### ACTION ITEM
Pull each line containing "SinkErrorKind" out of the data and copy it.

==== INPUT MATERIAL ====

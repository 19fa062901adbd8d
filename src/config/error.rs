use crate::document::SyntaxError;
use itertools::Itertools;
use std::{fmt, io, path::PathBuf};

use super::sink::Sink;

/// An error when loading a configuration.
#[derive(Debug, thiserror::Error)]
pub enum ConfigError {
    #[error("could not read '{path}': {source}")]
    Io {
        path: PathBuf,
        #[source]
        source: io::Error,
    },

    #[error("location '{0}' is a directory, not a file")]
    IsDirectory(PathBuf),

    #[error("error parsing document: {0}")]
    Syntax(#[from] SyntaxError),

    #[error(transparent)]
    Schema(#[from] SchemaViolation),

    #[error("error parsing 'auto_auth': {0}")]
    AutoAuth(#[from] AutoAuthError),
}

impl ConfigError {
    /// The broad category this error falls into.
    pub fn kind(&self) -> ErrorKind {
        match self {
            Self::Io { .. } | Self::IsDirectory(_) => ErrorKind::Io,
            Self::Syntax(_) => ErrorKind::Syntax,
            Self::Schema(_) => ErrorKind::SchemaViolation,
            Self::AutoAuth(e) => e.kind(),
        }
    }
}

/// The broad category of a [`ConfigError`].
#[derive(Clone, Copy, Debug, PartialEq, Eq)]
pub enum ErrorKind {
    /// The configuration could not be read.
    Io,

    /// The configuration is not a well formed document.
    Syntax,

    /// A block has the wrong cardinality or a field has the wrong type or value.
    SchemaViolation,

    /// A combination of fields is invalid.
    CrossFieldViolation,
}

/// An error when extracting the `auto_auth` block.
#[derive(Debug, thiserror::Error)]
pub enum AutoAuthError {
    #[error(transparent)]
    Schema(#[from] SchemaViolation),

    #[error("error parsing 'method': {0}")]
    Method(SchemaViolation),

    #[error("error parsing 'sink' stanzas: {0}")]
    Sink(SchemaViolation),

    #[error("error parsing 'sink' stanzas: {0}")]
    Sinks(#[from] SinkErrors),
}

impl AutoAuthError {
    /// The broad category this error falls into.
    pub fn kind(&self) -> ErrorKind {
        match self {
            Self::Schema(_) | Self::Method(_) | Self::Sink(_) => ErrorKind::SchemaViolation,
            Self::Sinks(errors) => errors.kind(),
        }
    }
}

/// A schema rule that was violated.
#[derive(Clone, Debug, PartialEq, thiserror::Error)]
pub enum SchemaViolation {
    #[error("one and only one '{0}' block is required")]
    ExactlyOneBlock(&'static str),

    #[error("at least one '{0}' block is required")]
    AtLeastOneBlock(&'static str),

    #[error("could not parse '{0}' as an object")]
    NotAnObject(&'static str),

    #[error("no 'method' block found")]
    MissingMethod,

    #[error("at least one 'sink' block must be provided")]
    MissingSinks,

    #[error("'type' must be specified")]
    MissingMethodType,

    #[error("sink type must be specified")]
    MissingSinkType,

    #[error("cannot convert '{field}' to {expected}, found {found}")]
    WrongType { field: &'static str, expected: &'static str, found: &'static str },

    #[error("invalid value '{value}' for '{field}'")]
    InvalidValue { field: &'static str, value: String },

    #[error("invalid duration for '{field}': {reason}")]
    InvalidDuration { field: &'static str, reason: String },
}

/// A rule spanning more than one field that was violated.
#[derive(Clone, Copy, Debug, PartialEq, Eq, thiserror::Error)]
pub enum CrossFieldViolation {
    #[error("specifying AAD data without 'dh_type' does not make sense")]
    AadWithoutDh,

    #[error("'dh_type' and 'dh_path' must be specified together")]
    DhIncomplete,
}

/// The reason a single sink failed to be extracted.
#[derive(Clone, Debug, PartialEq, thiserror::Error)]
pub enum SinkErrorKind {
    #[error(transparent)]
    Schema(#[from] SchemaViolation),

    #[error(transparent)]
    CrossField(#[from] CrossFieldViolation),
}

/// An error in a single `sink` block.
#[derive(Clone, Debug, PartialEq, thiserror::Error)]
#[error("sink.{}: {kind}", .sink_type.as_deref().unwrap_or("<unknown>"))]
pub struct SinkError {
    /// The position of the offending sink among all `sink` blocks.
    pub index: usize,

    /// The sink type, if it could be determined.
    pub sink_type: Option<String>,

    /// What went wrong.
    pub kind: SinkErrorKind,
}

/// Every error found while extracting `sink` blocks.
#[derive(Clone, Debug, PartialEq)]
pub struct SinkErrors {
    errors: Vec<SinkError>,
    parsed: Vec<Sink>,
}

impl SinkErrors {
    pub(crate) fn new(errors: Vec<SinkError>, parsed: Vec<Sink>) -> Self {
        Self { errors, parsed }
    }

    /// Get the errors, in the order in which the failing sinks were declared.
    pub fn errors(&self) -> &[SinkError] {
        &self.errors
    }

    /// Get the sinks that were extracted successfully despite the other ones failing.
    pub fn parsed(&self) -> &[Sink] {
        &self.parsed
    }

    /// The broad category of these errors.
    ///
    /// This is only considered a cross field violation if every individual error is one.
    pub fn kind(&self) -> ErrorKind {
        let all_cross_field = !self.errors.is_empty()
            && self.errors.iter().all(|error| matches!(error.kind, SinkErrorKind::CrossField(_)));
        if all_cross_field {
            ErrorKind::CrossFieldViolation
        } else {
            ErrorKind::SchemaViolation
        }
    }
}

impl fmt::Display for SinkErrors {
    fn fmt(&self, f: &mut fmt::Formatter<'_>) -> fmt::Result {
        match self.errors.as_slice() {
            [error] => write!(f, "{error}"),
            errors => {
                let listed = errors.iter().map(|error| format!("* {error}")).join("\n\t");
                write!(f, "{} errors occurred:\n\t{listed}", errors.len())
            }
        }
    }
}

impl std::error::Error for SinkErrors {}
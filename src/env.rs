//! Environment variable lookups.

/// A source of environment variables.
pub trait EnvProvider: Send + Sync + 'static {
    /// Look up a variable, returning `None` if it's not set.
    fn var(&self, name: &str) -> Option<String>;
}

/// Looks variables up in the current process' environment.
///
/// Variables whose value isn't valid unicode are treated as if they were not set.
#[derive(Clone, Copy, Debug, Default)]
pub struct ProcessEnv;

impl EnvProvider for ProcessEnv {
    fn var(&self, name: &str) -> Option<String> {
        std::env::var(name).ok()
    }
}

impl<F> EnvProvider for F
where
    F: Fn(&str) -> Option<String> + Send + Sync + 'static,
{
    fn var(&self, name: &str) -> Option<String> {
        self(name)
    }
}
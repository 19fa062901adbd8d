use super::*;
use fixtures::{with_sinks, Loader, BASIC_CONFIG};
use rstest::rstest;
use serde_json::json;
use std::time::Duration;
use tempfile::TempDir;


#[test]
fn load_basic_config() {
    let loader = Loader::new(&[("TEST_AAD_ENV", "aad")]);
    let config = loader.load_file(BASIC_CONFIG).expect("load failed");

    assert_eq!(config.pid_file, Some(PathBuf::from("./pidfile")));

    let method = config.auto_auth.method();
    assert_eq!(method.kind, "aws-iam");
    assert_eq!(method.mount_path, "auth/aws-iam");
    assert_eq!(serde_json::Value::Object(method.config.clone()), json!({"role": "foobar"}));

    let sinks = config.auto_auth.sinks();
    assert_eq!(sinks.len(), 2);

    assert_eq!(sinks[0].kind, "file");
    assert_eq!(sinks[0].wrap_ttl, Duration::ZERO);
    assert_eq!(sinks[0].dh_type(), Some(DhType::Curve25519));
    assert_eq!(sinks[0].dh_path(), Some("/tmp/file-foo-dhpath"));
    assert_eq!(sinks[0].aad(), "aad");
    assert_eq!(sinks[0].config["config"], json!({"path": "/tmp/file-foo"}));

    assert_eq!(sinks[1].kind, "file");
    assert_eq!(sinks[1].wrap_ttl, Duration::from_secs(5 * 60));
    assert_eq!(sinks[1].dh_type(), Some(DhType::Curve25519));
    assert_eq!(sinks[1].dh_path(), Some("/tmp/file-foo-dhpath2"));
    assert_eq!(sinks[1].aad(), "foobar");
    assert_eq!(sinks[1].config["config"], json!({"path": "/tmp/file-bar"}));
}

#[test]
fn parse_matches_load() {
    let loader = Loader::new(&[("TEST_AAD_ENV", "aad")]);
    let parsed = loader.parse(BASIC_CONFIG).expect("parse failed");
    let loaded = loader.load_file(BASIC_CONFIG).expect("load failed");
    assert_eq!(parsed, loaded);
}

#[test]
fn loads_are_independent() {
    let first = Loader::new(&[("TEST_AAD_ENV", "one")]).parse(BASIC_CONFIG).expect("parse failed");
    let second = Loader::new(&[("TEST_AAD_ENV", "two")]).parse(BASIC_CONFIG).expect("parse failed");
    assert_eq!(first.auto_auth.sinks()[0].aad(), "one");
    assert_eq!(second.auto_auth.sinks()[0].aad(), "two");
}

#[test]
fn nonexistent_path() {
    let dir = TempDir::new().expect("failed to create temp dir");
    let error = Loader::default().load_path(dir.path().join("nope.hcl")).expect_err("load succeeded");
    assert_eq!(error.kind(), ErrorKind::Io);
    assert!(matches!(&error, ConfigError::Io { source, .. } if source.kind() == std::io::ErrorKind::NotFound));
}

#[test]
fn directory_path() {
    let dir = TempDir::new().expect("failed to create temp dir");
    let error = Loader::default().load_path(dir.path().to_path_buf()).expect_err("load succeeded");
    assert_eq!(error.kind(), ErrorKind::Io);
    assert!(error.to_string().contains("directory"), "{error}");
}

#[test]
fn non_utf8_file() {
    let dir = TempDir::new().expect("failed to create temp dir");
    let path = dir.path().join("config.hcl");
    std::fs::write(&path, [0xff, 0xfe, 0xfd]).expect("failed to write config");
    let error = Loader::default().load_path(path).expect_err("load succeeded");
    assert_eq!(error.kind(), ErrorKind::Io);
}

#[rstest]
#[case::unclosed_block("auto_auth {")]
#[case::garbage("this is not a config")]
#[case::bad_string(r#"pid_file = "unterminated"#)]
#[case::deeply_nested(&format!("pid_file = {}{}", "[".repeat(10_000), "]".repeat(10_000)))]
fn syntax_errors(#[case] input: &str) {
    let error = Loader::default().parse(input).expect_err("parse succeeded");
    assert_eq!(error.kind(), ErrorKind::Syntax);
}

#[rstest]
#[case::no_auto_auth(r#"pid_file = "./pidfile""#)]
#[case::two_auto_auth(
    r#"
    auto_auth { method { type = "a" } sink "file" { } }
    auto_auth { method { type = "b" } sink "file" { } }
    "#
)]
#[case::no_method(r#"auto_auth { sink "file" { } }"#)]
#[case::two_methods(r#"auto_auth { method { type = "a" } method { type = "b" } sink "file" { } }"#)]
#[case::no_sinks(r#"auto_auth { method { type = "a" } }"#)]
#[case::pid_file_not_string(r#"pid_file = 1"#)]
#[case::bad_dh_type(&with_sinks(r#"sink "file" { dh_type = "badvalue", dh_path = "/p" }"#))]
#[case::bad_wrap_ttl(&with_sinks(r#"sink "file" { wrap_ttl = "whenever" }"#))]
#[case::wrap_ttl_in_months(&with_sinks(r#"sink "file" { wrap_ttl = "5M" }"#))]
#[case::no_sink_type(&with_sinks(r#"sink { }"#))]
fn schema_violations(#[case] input: &str) {
    let error = Loader::default().parse(input).expect_err("parse succeeded");
    assert_eq!(error.kind(), ErrorKind::SchemaViolation, "{error}");
}

#[rstest]
#[case::dh_type_without_path(r#"sink "file" { dh_type = "curve25519" }"#)]
#[case::dh_path_without_type(r#"sink "file" { dh_path = "/p" }"#)]
#[case::aad_without_dh(r#"sink "file" { aad = "x" }"#)]
#[case::aad_env_without_dh(r#"sink "file" { aad_env_var = "TEST_AAD_ENV" }"#)]
fn cross_field_violations(#[case] sinks: &str) {
    let loader = Loader::new(&[("TEST_AAD_ENV", "foobar")]);
    let error = loader.parse(&with_sinks(sinks)).expect_err("parse succeeded");
    assert_eq!(error.kind(), ErrorKind::CrossFieldViolation, "{error}");
}

#[rstest]
#[case::default(r#"method { type = "aws-iam" }"#, "auth/aws-iam")]
#[case::trailing_slash(r#"method { type = "aws-iam", mount_path = "auth/aws/" }"#, "auth/aws")]
fn mount_path(#[case] method: &str, #[case] expected: &str) {
    let input = format!(r#"auto_auth {{ {method} sink "file" {{ }} }}"#);
    let config = Loader::default().parse(&input).expect("parse failed");
    assert_eq!(config.auto_auth.method().mount_path, expected);
}

#[test]
fn dh_enabled() {
    let input = with_sinks(r#"sink "file" { dh_type = "curve25519", dh_path = "/p" }"#);
    let config = Loader::default().parse(&input).expect("parse failed");
    let sink = &config.auto_auth.sinks()[0];
    assert_eq!(sink.dh_type(), Some(DhType::Curve25519));
    assert_eq!(sink.dh_path(), Some("/p"));
    assert_eq!(sink.aad(), "");
}

#[test]
fn aad_from_environment() {
    let input = with_sinks(r#"sink "file" { aad_env_var = "TEST_AAD_ENV", dh_type = "curve25519", dh_path = "/p" }"#);
    let config = Loader::new(&[("TEST_AAD_ENV", "foobar")]).parse(&input).expect("parse failed");
    assert_eq!(config.auto_auth.sinks()[0].aad(), "foobar");
}

#[test]
fn wrap_ttl() {
    let input = with_sinks(r#"sink "file" { wrap_ttl = "5m" }"#);
    let config = Loader::default().parse(&input).expect("parse failed");
    assert_eq!(config.auto_auth.sinks()[0].wrap_ttl, Duration::from_secs(300));
}

#[test]
fn every_sink_error_is_reported() {
    let input = with_sinks(
        r#"
        sink "file" { path = "/tmp/a" }
        sink "file" { path = "/tmp/b", dh_type = "curve25519" }
        sink "file" { path = "/tmp/c", aad = "x" }
        "#,
    );
    let error = Loader::default().parse(&input).expect_err("parse succeeded");
    assert_eq!(error.kind(), ErrorKind::CrossFieldViolation);

    let ConfigError::AutoAuth(AutoAuthError::Sinks(errors)) = &error else {
        panic!("unexpected error: {error:?}");
    };
    let failed: Vec<_> = errors.errors().iter().map(|error| error.index).collect();
    assert_eq!(failed, [1, 2]);
    let parsed: Vec<_> = errors.parsed().iter().map(|sink| sink.config["path"].clone()).collect();
    assert_eq!(parsed, [json!("/tmp/a")]);
    assert_eq!(
        error.to_string(),
        "error parsing 'auto_auth': error parsing 'sink' stanzas: 2 errors occurred:\n\
         \t* sink.file: 'dh_type' and 'dh_path' must be specified together\n\
         \t* sink.file: specifying AAD data without 'dh_type' does not make sense"
    );
}

#[test]
fn multiple_sinks_keep_order() {
    let input = with_sinks(
        r#"
        sink "file" { path = "/tmp/a" }
        sink "FILE" { path = "/tmp/b" }
        "#,
    );
    let config = Loader::default().parse(&input).expect("parse failed");
    let sinks: Vec<_> =
        config.auto_auth.sinks().iter().map(|sink| (sink.kind.as_str(), sink.config["path"].clone())).collect();
    assert_eq!(sinks, [("file", json!("/tmp/a")), ("file", json!("/tmp/b"))]);
}

#[test]
fn unknown_top_level_keys_are_ignored() {
    let input = format!("{}\nvault {{ address = \"https://127.0.0.1:8200\" }}", with_sinks(r#"sink "file" { }"#));
    let config = Loader::default().parse(&input).expect("parse failed");
    assert_eq!(config.pid_file, None);
}

#[test]
fn serialization() {
    let input = r#"
    pid_file = "/run/agent.pid"
    auto_auth {
      method { type = "approle", mount_path = "auth/custom/" }
      sink "file" { path = "/tmp/token", wrap_ttl = 60 }
    }
    "#;
    let config = Loader::default().parse(input).expect("parse failed");
    let serialized = serde_json::to_value(&config).expect("serialization failed");
    assert_eq!(
        serialized,
        json!({
            "pid_file": "/run/agent.pid",
            "auto_auth": {
                "method": {"type": "approle", "mount_path": "auth/custom", "config": {}},
                "sinks": [
                    {"type": "file", "wrap_ttl": 60, "config": {"path": "/tmp/token", "wrap_ttl": 60}},
                ],
            },
        })
    );
}

#[test]
fn from_str() {
    let config: Config = with_sinks(r#"sink "file" { }"#).parse().expect("parse failed");
    assert_eq!(config.auto_auth.method().kind, "aws-iam");
}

====

### ANSWER BELOW
pub enum SinkErrorKind {
    pub kind: SinkErrorKind,
            && self.errors.iter().all(|error| matches!(error.kind, SinkErrorKind::CrossField(_)));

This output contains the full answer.